Aside from the $100 million to be paid on deal closing, TeneoTwo still stands to gain as much as $805 million in R&D milestone payments and up to $360 million in commercial-related achievements in the future. The deal is still subject to regulatory clearances and customary closing conditions. The transaction will be logged as an intangible asset acquisition and will not have any impact on AstraZeneca's financial report for 2022.
Over the past few years, AstraZeneca has been seeking and developing treatments for hematologic conditions with high unmet medical needs. In December 2020, the company acquired Alexion Pharmaceuticals for $39 billion, including the anti-complement component 5 monoclonal antibody Soliris (eculizumab).

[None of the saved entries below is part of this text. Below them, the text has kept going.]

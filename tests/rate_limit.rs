use axum::http::StatusCode;
use serde_json::json;
use std::net::SocketAddr;
use tokio::net::TcpListener;

mod common;
use common::{test_config, TestApp};

fn limited_app(burst: u32) -> TestApp {
    // ---
    let mut config = test_config();
    config.rate_limit.burst = burst;
    // Effectively no refill while the test runs.
    config.rate_limit.per_second = 0.001;
    TestApp::with_config(config)
}

#[tokio::test]
async fn burst_is_admitted_then_refused() {
    // ---
    let app = limited_app(5);
    let mut client = app.client().from_ip("198.51.100.1");

    for attempt in 0..5 {
        let response = client.post("/login/begin", json!({ "username": "nobody" })).await;
        assert_eq!(response.status, StatusCode::NOT_FOUND, "attempt {attempt}");
    }

    let refused = client.post("/login/begin", json!({ "username": "nobody" })).await;
    assert_eq!(refused.status, StatusCode::TOO_MANY_REQUESTS);
    assert_eq!(refused.text(), "Too many requests. Please try again later.");

    // Every ceremony route draws from the same bucket.
    let refused = client
        .post("/register/begin", json!({ "username": "a", "displayName": "A" }))
        .await;
    assert_eq!(refused.status, StatusCode::TOO_MANY_REQUESTS);
}

#[tokio::test]
async fn clients_are_limited_independently() {
    // ---
    let app = limited_app(2);
    let mut noisy = app.client().from_ip("198.51.100.2");
    let mut quiet = app.client().from_ip("198.51.100.3");

    for _ in 0..2 {
        noisy.post("/login/begin", json!({ "username": "x" })).await;
    }
    assert_eq!(
        noisy.post("/login/begin", json!({ "username": "x" })).await.status,
        StatusCode::TOO_MANY_REQUESTS
    );
    assert_eq!(
        quiet.post("/login/begin", json!({ "username": "x" })).await.status,
        StatusCode::NOT_FOUND
    );
    assert_eq!(app.state.rate_limiter().tracked_keys(), 2);
}

#[tokio::test]
async fn only_ceremony_routes_are_limited() {
    // ---
    let app = limited_app(1);
    let mut client = app.client().from_ip("198.51.100.4");

    for _ in 0..5 {
        assert_eq!(client.get("/health").await.status, StatusCode::OK);
        assert_eq!(client.get("/bookings").await.status, StatusCode::UNAUTHORIZED);
        assert_eq!(client.get("/logout").await.status, StatusCode::SEE_OTHER);
    }

    assert_ne!(
        client.post("/login/begin", json!({ "username": "x" })).await.status,
        StatusCode::TOO_MANY_REQUESTS
    );
    assert_eq!(
        client.post("/login/begin", json!({ "username": "x" })).await.status,
        StatusCode::TOO_MANY_REQUESTS
    );
}

#[tokio::test]
async fn peer_address_is_the_key_over_a_real_socket() {
    // ---
    let mut config = test_config();
    config.rate_limit.burst = 2;
    config.rate_limit.per_second = 0.001;
    config.rate_limit.trust_forwarded_for = false;
    let app = TestApp::with_config(config);

    let listener = TcpListener::bind("127.0.0.1:0").await.unwrap();
    let addr = listener.local_addr().unwrap();
    let router = app.router.clone();
    tokio::spawn(async move {
        axum::serve(listener, router.into_make_service_with_connect_info::<SocketAddr>())
            .await
            .unwrap();
    });

    let client = reqwest::Client::new();
    let url = format!("http://{addr}/login/begin");
    let mut statuses = Vec::new();
    for n in 0..3 {
        // A spoofed header must not buy a fresh bucket.
        let response = client
            .post(&url)
            .header("x-forwarded-for", format!("203.0.113.{n}"))
            .json(&json!({ "username": "x" }))
            .send()
            .await
            .unwrap();
        statuses.push(response.status().as_u16());
    }

    assert_eq!(statuses, vec![404, 404, 429]);
    assert_eq!(app.state.rate_limiter().tracked_keys(), 1);
}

Soliris was already approved in many countries for treating paroxysmal hemoglobinuria (PNH), atypical hemolytic uremic syndrome, generalized myasthenia gravis and neuromyelitis optica spectrum disorder. The takeover of Alexion also brought Ultomiris (ravulizumab), a second-generation C5 monoclonal antibody, into AstraZeneca's umbrella.
"Alexion has established itself as a leader in complement biology, bringing life-changing benefits to patients with rare diseases. This acquisition allows us to enhance our presence in immunology," Pascal Soriot, AstraZeneca's CEO, said of the deal.